[PR] [SPARK-54316][PYTHON] Consolidate GroupPandasIterUDFSerializer with GroupPandasUDFSerializer [spark]

via GitHub Thu, 13 Nov 2025 11:58:41 -0800


Yicong-Huang opened a new pull request, #53043:
URL: https://github.com/apache/spark/pull/53043


   ### What changes were proposed in this pull request?
   
   This PR consolidates `GroupPandasIterUDFSerializer` with 
`GroupPandasUDFSerializer` to eliminate code duplication and improve 
maintainability.
   
   **Key changes:**
   
   **Modified `GroupPandasUDFSerializer`** 
(`python/pyspark/sql/pandas/serializers.py`):
      - Added `use_iterator` parameter to support both regular and iterator 
modes
      - Extracted common batch-to-pandas conversion logic into 
`_convert_batches_to_pandas` helper method
      - Unified `load_stream()` and `dump_stream()` methods to handle both 
modes with minimal branching
      - Both modes now use a single code path with conditional batch grouping
   
   ### Why are the changes needed?
   
   When `Iterator[pandas.DataFrame]` API was added to 
`groupBy().applyInPandas()` in SPARK-53614 (#52716), a new 
`GroupPandasIterUDFSerializer` class was created.
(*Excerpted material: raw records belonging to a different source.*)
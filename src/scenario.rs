//! What-if scenarios.
//!
//! A [`Scenario`] bundles everything one run needs: orders, machines and
//! the setup / family / batch tables. [`run_scenario`] schedules it and
//! diagnoses the outcome; [`run_scenarios`] does the same for several
//! scenarios in parallel, one scoped thread each.
//!
//! Every run owns its own copy of the scenario, its own engine state and
//! its own policy instance, so scenarios never observe each other.

use std::thread;

use serde::{Deserialize, Serialize};
use tracing::info;

use crate::config::ApsConfig;
use crate::diagnosis::{DiagnosisSummary, RootCauseClassifier, UnplannedReason};
use crate::dispatching::DispatchPolicy;
use crate::engine::DecisionEngine;
use crate::error::EngineResult;
use crate::models::{BatchRule, ItemFamily, Machine, SetupRule, WorkOrder};
use crate::outcome::ScheduleResult;

/// Inputs of one scheduling run.
#[derive(Debug, Clone, Default, PartialEq, Serialize, Deserialize)]
pub struct Scenario {
    pub id: String,
    #[serde(default)]
    pub orders: Vec<WorkOrder>,
    #[serde(default)]
    pub machines: Vec<Machine>,
    #[serde(default)]
    pub setup_rules: Vec<SetupRule>,
    #[serde(default)]
    pub families: Vec<ItemFamily>,
    #[serde(default)]
    pub batch_rules: Vec<BatchRule>,
}

impl Scenario {
    /// Creates an empty scenario.
    pub fn new(id: impl Into<String>) -> Self {
        Self {
            id: id.into(),
            ..Self::default()
        }
    }

    /// Adds an order.
    pub fn with_order(mut self, order: WorkOrder) -> Self {
        self.orders.push(order);
        self
    }

    /// Adds a machine.
    pub fn with_machine(mut self, machine: Machine) -> Self {
        self.machines.push(machine);
        self
    }

    /// Adds a setup rule.
    pub fn with_setup_rule(mut self, rule: SetupRule) -> Self {
        self.setup_rules.push(rule);
        self
    }

    /// Adds an item family.
    pub fn with_family(mut self, family: ItemFamily) -> Self {
        self.families.push(family);
        self
    }

    /// Adds a batch rule.
    pub fn with_batch_rule(mut self, rule: BatchRule) -> Self {
        self.batch_rules.push(rule);
        self
    }

    /// Copy of this scenario under another id, for what-if variants.
    pub fn variant(&self, id: impl Into<String>) -> Self {
        Self {
            id: id.into(),
            ..self.clone()
        }
    }
}

/// Schedule plus diagnosis of one scenario.
#[derive(Debug, Clone, PartialEq, Serialize)]
pub struct ScenarioReport {
    pub result: ScheduleResult,
    pub reasons: Vec<UnplannedReason>,
    pub summary: DiagnosisSummary,
}

/// Schedules one scenario and classifies what it failed to place on time.
pub fn run_scenario(
    scenario: Scenario,
    policy: Box<dyn DispatchPolicy>,
    config: &ApsConfig,
) -> EngineResult<ScenarioReport> {
    let mut engine = DecisionEngine::new(scenario, policy, config.engine.clone())?;
    let result = engine.run()?;

    let classifier = RootCauseClassifier::new(config.classifier.clone());
    let reasons = classifier.classify(engine.scenario(), &result.schedule);
    let summary = DiagnosisSummary::from_reasons(&reasons);

    info!(
        scenario = %result.scenario_id,
        diagnosed = summary.total,
        unplanned = summary.unplanned,
        delayed = summary.delayed,
        "scenario diagnosed"
    );
    Ok(ScenarioReport {
        result,
        reasons,
        summary,
    })
}

/// Runs independent scenarios in parallel.
///
/// `make_policy` builds a fresh policy per scenario. Reports come back in
/// input order; one failing scenario does not affect the others.
pub fn run_scenarios<F>(
    scenarios: Vec<Scenario>,
    make_policy: F,
    config: &ApsConfig,
) -> Vec<EngineResult<ScenarioReport>>
where
    F: Fn(&Scenario) -> Box<dyn DispatchPolicy> + Sync,
{
    info!(count = scenarios.len(), "running scenarios");
    let make_policy = &make_policy;
    thread::scope(|scope| {
        let handles: Vec<_> = scenarios
            .into_iter()
            .map(|scenario| {
                scope.spawn(move || {
                    let policy = make_policy(&scenario);
                    run_scenario(scenario, policy, config)
                })
            })
            .collect();

        handles
            .into_iter()
            .map(|handle| match handle.join() {
                Ok(report) => report,
                Err(panic) => std::panic::resume_unwind(panic),
            })
            .collect()
    })
}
However, this class is nearly 
identical to `GroupPandasUDFSerializer`, differing only in whether batches are 
processed lazily (iterator mode) or all at once (regular mode).
   
   ### Does this PR introduce _any_ user-facing change?
   
   No.
   
   ### How was this patch tested?
   
   All existing tests pass without modification:
   - Iterator mode tests (11 tests): `test_apply_in_pandas_iterator_*`
   - Regular mode tests (39 tests): all other `ApplyInPandasTests`
   
   ### Was this patch authored or co-authored using generative AI tooling?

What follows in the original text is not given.